Department of Biology Davidson Lecture: "From bench to bedside: Spinraza, the first approved treatment for spinal muscular atrophy"

DateSeptember 27, 2018
Time6:30 - 8:00 pm
LocationBaylor Sciences Building, room B.110

From bench to bedside: Spinraza, the first approved treatment for spinal muscular atrophy


Adrian Krainer, Ph.D.

St. Giles Foundation Professor

Program Chair of Cancer & Molecular Biology

Cold Spring Harbor Laboratory


Dr. Krainer's lab studies the mechanisms of RNA splicing, ways in which they go awry in disease, and the means by which faulty splicing can be corrected. In particular, they study splicing in spinal muscular atrophy (SMA), a neuromuscular disease that is the leading genetic cause of death in infants. In SMA, a gene called SMN2 is spliced incorrectly, making it only partially functional. The Krainer lab found a way to correct this defect using a powerful therapeutic approach. It is possible to stimulate SMN protein production by altering mRNA splicing through the introduction into cells of chemically modified pieces of RNA called antisense oligonucleotides (ASOs). Following extensive work with ASOs in mouse models of SMA, one such molecule, known as nusinersen or Spinraza, was taken to the clinic, and at the end of 2016 it became the first FDA-approved drug to treat SMA, by injection into the fluid surrounding the spinal cord.

Faith Fortenberry of Waco, Texas lives with SMA type 2, and received her first treatment of Spinraza in May 2017 with remarkable results. Faith is currently a National Ambassador for the Muscular Dystrophy Association (, which provided significant funding for the development of Spinraza. In Faith's case, Spinraza is already having a tremendous impact on her life. "It has been a game-changer," says her mother, Leeann. "She can now lift things, hold a glass, and brush her own teeth, which she was not able to do before. More importantly, she is able to breathe better."

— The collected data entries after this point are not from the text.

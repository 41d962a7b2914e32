//! User settings: quota, notification times and feature toggles.
//!
//! Settings live in the key-value store under a single key and are read
//! fresh by every handler. Reads merge the stored record over built-in
//! defaults field by field; writes normalize richer time representations
//! (wall-clock instants from a time picker) down to the canonical
//! `{hours, minutes}` form before anything touches disk.

use std::fmt;
use std::str::FromStr;

use chrono::{DateTime, Local, Timelike};
use serde::{Deserialize, Serialize};
use tracing::warn;

use crate::error::{MonitorError, Result};
use crate::storage::{Storage, SETTINGS_KEY};

/// Default daily request quota.
pub const DEFAULT_MIN_REQUEST_COUNT: u32 = 5;

/// A wall-clock trigger point for KPI notifications.
#[derive(Debug, Clone, Copy, PartialEq, Eq, Hash, Serialize, Deserialize)]
pub struct NotificationTime {
    /// Hour of day, 0-23.
    pub hours: u8,
    /// Minute of hour, 0-59.
    pub minutes: u8,
}

impl NotificationTime {
    /// Creates a new trigger point.
    #[must_use]
    pub const fn new(hours: u8, minutes: u8) -> Self {
        Self { hours, minutes }
    }
}

impl fmt::Display for NotificationTime {
    fn fmt(&self, f: &mut fmt::Formatter<'_>) -> fmt::Result {
        write!(f, "{:02}:{:02}", self.hours, self.minutes)
    }
}

impl FromStr for NotificationTime {
    type Err = String;

    /// Parses `HH:MM` (e.g. `10:30`).
    fn from_str(s: &str) -> std::result::Result<Self, Self::Err> {
        let (h, m) = s
            .split_once(':')
            .ok_or_else(|| format!("expected HH:MM, got '{s}'"))?;
        let hours: u8 = h.parse().map_err(|_| format!("invalid hour in '{s}'"))?;
        let minutes: u8 = m.parse().map_err(|_| format!("invalid minute in '{s}'"))?;
        if hours > 23 || minutes > 59 {
            return Err(format!("time out of range: '{s}'"));
        }
        Ok(Self { hours, minutes })
    }
}

/// User-configurable monitor settings.
///
/// Serializes as camelCase JSON, matching the storage format consumed by
/// the peripheral UI.
#[derive(Debug, Clone, PartialEq, Serialize, Deserialize)]
#[serde(rename_all = "camelCase")]
pub struct Settings {
    /// Enables periodic badge updates.
    pub quick_view_requests: bool,

    /// Enables quota-shortfall notifications.
    pub kpi_alert: bool,

    /// Daily request quota (the KPI).
    pub min_request_count: u32,

    /// Wall-clock trigger points for KPI checks. Never empty after a read.
    pub notification_times: Vec<NotificationTime>,
}

impl Default for Settings {
    fn default() -> Self {
        Self {
            quick_view_requests: true,
            kpi_alert: true,
            min_request_count: DEFAULT_MIN_REQUEST_COUNT,
            notification_times: vec![NotificationTime::new(10, 30), NotificationTime::new(16, 30)],
        }
    }
}

/// On-disk settings record: every field optional, time entries may be null.
///
/// The stored value wins only when present and non-null; absent fields
/// resolve to defaults.
#[derive(Debug, Default, Serialize, Deserialize)]
#[serde(rename_all = "camelCase", default)]
struct StoredSettings {
    quick_view_requests: Option<bool>,
    kpi_alert: Option<bool>,
    min_request_count: Option<u32>,
    notification_times: Option<Vec<Option<NotificationTime>>>,
}

/// A notification time as accepted by [`SettingsStore::write`].
///
/// Time pickers hand over full wall-clock instants; the canonical storage
/// form keeps only hour and minute.
#[derive(Debug, Clone, PartialEq, Deserialize)]
#[serde(untagged)]
pub enum TimeEntry {
    /// Already in canonical `{hours, minutes}` form.
    Canonical(NotificationTime),
    /// A wall-clock instant; reduced to its hour and minute on write.
    Instant(DateTime<Local>),
}

impl TimeEntry {
    fn canonical(&self) -> NotificationTime {
        match self {
            TimeEntry::Canonical(time) => *time,
            TimeEntry::Instant(dt) => {
                NotificationTime::new(dt.hour() as u8, dt.minute() as u8)
            }
        }
    }
}

impl From<NotificationTime> for TimeEntry {
    fn from(time: NotificationTime) -> Self {
        TimeEntry::Canonical(time)
    }
}

/// A full settings record as handed to [`SettingsStore::write`].
///
/// Unlike [`Settings`], time entries may be absent (`None`) or carry the
/// richer [`TimeEntry`] representation.
#[derive(Debug, Clone)]
pub struct SettingsUpdate {
    pub quick_view_requests: bool,
    pub kpi_alert: bool,
    pub min_request_count: u32,
    pub notification_times: Vec<Option<TimeEntry>>,
}

impl From<Settings> for SettingsUpdate {
    fn from(settings: Settings) -> Self {
        Self {
            quick_view_requests: settings.quick_view_requests,
            kpi_alert: settings.kpi_alert,
            min_request_count: settings.min_request_count,
            notification_times: settings
                .notification_times
                .into_iter()
                .map(|t| Some(TimeEntry::from(t)))
                .collect(),
        }
    }
}

/// Narrow read/write interface over the settings key.
#[derive(Debug)]
pub struct SettingsStore<'a> {
    storage: &'a Storage,
}

impl<'a> SettingsStore<'a> {
    /// Creates a settings store over the given storage.
    #[must_use]
    pub fn new(storage: &'a Storage) -> Self {
        Self { storage }
    }

    /// Reads settings, merging the stored record over defaults.
    ///
    /// Null time entries are discarded; a list that normalizes to empty
    /// falls back to the built-in default pair. A missing key or an
    /// unreadable record resolves to defaults, never an error the caller
    /// has to handle.
    pub fn read(&self) -> Settings {
        let stored = match self.storage.get::<StoredSettings>(SETTINGS_KEY) {
            Ok(Some(stored)) => stored,
            Ok(None) => StoredSettings::default(),
            Err(e) => {
                warn!(error = %e, "unreadable settings record, using defaults");
                StoredSettings::default()
            }
        };

        let defaults = Settings::default();
        let mut times: Vec<NotificationTime> = stored
            .notification_times
            .map(|entries| entries.into_iter().flatten().collect())
            .unwrap_or_else(|| defaults.notification_times.clone());
        if times.is_empty() {
            times = defaults.notification_times.clone();
        }

        Settings {
            quick_view_requests: stored
                .quick_view_requests
                .unwrap_or(defaults.quick_view_requests),
            kpi_alert: stored.kpi_alert.unwrap_or(defaults.kpi_alert),
            min_request_count: stored
                .min_request_count
                .unwrap_or(defaults.min_request_count),
            notification_times: times,
        }
    }

    /// Normalizes and persists a full settings record.
    ///
    /// Null entries are dropped and instants reduce to `{hours, minutes}`.
    /// An empty time list is stored as-is; the fallback to defaults happens
    /// on read.
    pub fn write(&self, update: SettingsUpdate) -> Result<()> {
        let times: Vec<NotificationTime> = update
            .notification_times
            .iter()
            .flatten()
            .map(TimeEntry::canonical)
            .collect();

        let record = Settings {
            quick_view_requests: update.quick_view_requests,
            kpi_alert: update.kpi_alert,
            min_request_count: update.min_request_count,
            notification_times: times,
        };

        self.storage
            .set(SETTINGS_KEY, &record)
            .map_err(MonitorError::from)
    }
}

#[cfg(test)]
mod tests {
    use super::*;
    use chrono::TimeZone;
    use tempfile::TempDir;

    fn open_temp() -> (TempDir, Storage) {
        let dir = TempDir::new().expect("temp dir");
        let storage = Storage::open(dir.path()).expect("open storage");
        (dir, storage)
    }

    #[test]
    fn missing_key_resolves_to_defaults() {
        let (_dir, storage) = open_temp();
        let settings = SettingsStore::new(&storage).read();
        assert_eq!(settings, Settings::default());
    }

    #[test]
    fn stored_fields_win_over_defaults() {
        let (_dir, storage) = open_temp();
        storage
            .set(
                SETTINGS_KEY,
                &serde_json::json!({ "minRequestCount": 12, "kpiAlert": false }),
            )
            .expect("seed");

        let settings = SettingsStore::new(&storage).read();
        assert_eq!(settings.min_request_count, 12);
        assert!(!settings.kpi_alert);
        // Untouched fields keep their defaults.
        assert!(settings.quick_view_requests);
        assert_eq!(
            settings.notification_times,
            Settings::default().notification_times
        );
    }

    #[test]
    fn null_time_entries_are_discarded() {
        let (_dir, storage) = open_temp();
        storage
            .set(
                SETTINGS_KEY,
                &serde_json::json!({
                    "notificationTimes": [null, { "hours": 9, "minutes": 0 }, null]
                }),
            )
            .expect("seed");

        let settings = SettingsStore::new(&storage).read();
        assert_eq!(
            settings.notification_times,
            vec![NotificationTime::new(9, 0)]
        );
    }

    #[test]
    fn all_null_times_fall_back_to_default_pair() {
        let (_dir, storage) = open_temp();
        storage
            .set(
                SETTINGS_KEY,
                &serde_json::json!({ "notificationTimes": [null, null] }),
            )
            .expect("seed");

        let settings = SettingsStore::new(&storage).read();
        assert_eq!(
            settings.notification_times,
            Settings::default().notification_times
        );
    }

    #[test]
    fn unreadable_record_degrades_to_defaults() {
        let (dir, storage) = open_temp();
        std::fs::write(dir.path().join("settings.json"), b"{ nope").expect("write");

        let settings = SettingsStore::new(&storage).read();
        assert_eq!(settings, Settings::default());
    }

    #[test]
    fn write_reduces_instants_to_canonical_form() {
        let (_dir, storage) = open_temp();
        let store = SettingsStore::new(&storage);

        let instant = Local.with_ymd_and_hms(2026, 8, 29, 14, 5, 33).unwrap();
        store
            .write(SettingsUpdate {
                quick_view_requests: true,
                kpi_alert: true,
                min_request_count: 8,
                notification_times: vec![
                    Some(TimeEntry::Instant(instant)),
                    None,
                    Some(TimeEntry::Canonical(NotificationTime::new(16, 30))),
                ],
            })
            .expect("write");

        let settings = store.read();
        assert_eq!(settings.min_request_count, 8);
        assert_eq!(
            settings.notification_times,
            vec![
                NotificationTime::new(14, 5),
                NotificationTime::new(16, 30)
            ]
        );
    }

    #[test]
    fn round_trip_is_canonical() {
        let (_dir, storage) = open_temp();
        let store = SettingsStore::new(&storage);

        let original = Settings {
            quick_view_requests: false,
            kpi_alert: true,
            min_request_count: 7,
            notification_times: vec![NotificationTime::new(8, 15)],
        };
        store.write(original.clone().into()).expect("write");
        assert_eq!(store.read(), original);
    }

    #[test]
    fn stored_json_is_camel_case() {
        let (dir, storage) = open_temp();
        SettingsStore::new(&storage)
            .write(Settings::default().into())
            .expect("write");

        let raw = std::fs::read_to_string(dir.path().join("settings.json")).expect("read");
        assert!(raw.contains("quickViewRequests"));
        assert!(raw.contains("minRequestCount"));
        assert!(raw.contains("notificationTimes"));
    }

    #[test]
    fn parse_notification_time() {
        assert_eq!(
            "10:30".parse::<NotificationTime>().unwrap(),
            NotificationTime::new(10, 30)
        );
        assert_eq!(
            "0:05".parse::<NotificationTime>().unwrap(),
            NotificationTime::new(0, 5)
        );
        assert!("24:00".parse::<NotificationTime>().is_err());
        assert!("10:60".parse::<NotificationTime>().is_err());
        assert!("1030".parse::<NotificationTime>().is_err());
    }

    #[test]
    fn notification_time_displays_zero_padded() {
        assert_eq!(NotificationTime::new(1, 45).to_string(), "01:45");
        assert_eq!(NotificationTime::new(14, 5).to_string(), "14:05");
    }
}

Please join us in the Baylor Sciences Building (BSB) on September 27, 2018 for a celebration of science and society. We will bring Faith and Dr. Krainer together for the first time and hear an extraordinary story of scientific discovery and healing. There will be a public reception with hors d'oeuvres in the BSB Atrium from 5:30-6:30 pm followed by public remarks, lecture, and question/answer session in lecture hall B.110 from 6:30 - 8:00 pm.